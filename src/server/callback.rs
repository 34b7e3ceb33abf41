use std::mem;
use std::sync::Mutex;

use mio::Waker;

/// A deferred action executed exactly once, on the reactor thread.
pub type Callback<C> = Box<dyn FnOnce(&mut C) + Send>;

/// Thread-safe queue of actions deferred onto the reactor thread.
///
/// Any thread may `submit`; only the reactor thread calls `drain`. Draining
/// snapshots the queued callbacks and clears the live queue before running
/// any of them, so a callback that submits another callback schedules it for
/// the *next* drain — the reactor gets back to socket work between bursts.
pub struct CallbackQueue<C> {
    callbacks: Mutex<Vec<Callback<C>>>,
    waker: Option<Waker>,
}

impl<C> CallbackQueue<C> {
    /// A queue with no waker, for contexts that poll it directly.
    pub fn new() -> Self {
        Self {
            callbacks: Mutex::new(Vec::new()),
            waker: None,
        }
    }

    /// A queue that interrupts a parked poll on every submission.
    pub fn with_waker(waker: Waker) -> Self {
        Self {
            callbacks: Mutex::new(Vec::new()),
            waker: Some(waker),
        }
    }

    /// Queues a callback and wakes the reactor. Safe from any thread.
    pub fn submit(&self, callback: impl FnOnce(&mut C) + Send + 'static) {
        self.lock().push(Box::new(callback));
        self.wake();
    }

    /// Interrupts a parked poll without queueing anything.
    pub fn wake(&self) {
        if let Some(waker) = &self.waker {
            if let Err(e) = waker.wake() {
                tracing::warn!(error = %e, "failed to wake reactor");
            }
        }
    }

    /// Runs everything queued before this call; reactor thread only.
    /// Returns whether any work was done.
    pub fn drain(&self, ctx: &mut C) -> bool {
        let snapshot = mem::take(&mut *self.lock());
        if snapshot.is_empty() {
            return false;
        }
        for callback in snapshot {
            callback(ctx);
        }
        true
    }

    pub fn pending(&self) -> usize {
        self.lock().len()
    }

    fn lock(&self) -> std::sync::MutexGuard<'_, Vec<Callback<C>>> {
        match self.callbacks.lock() {
            Ok(guard) => guard,
            Err(poisoned) => poisoned.into_inner(),
        }
    }
}

impl<C> Default for CallbackQueue<C> {
    fn default() -> Self {
        Self::new()
    }
}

************

* EXERCISE DIRECTIONS: Could you tally the lines in the data that contain the string "thread" and answer with the number alone?

* ANSWER AREA: 5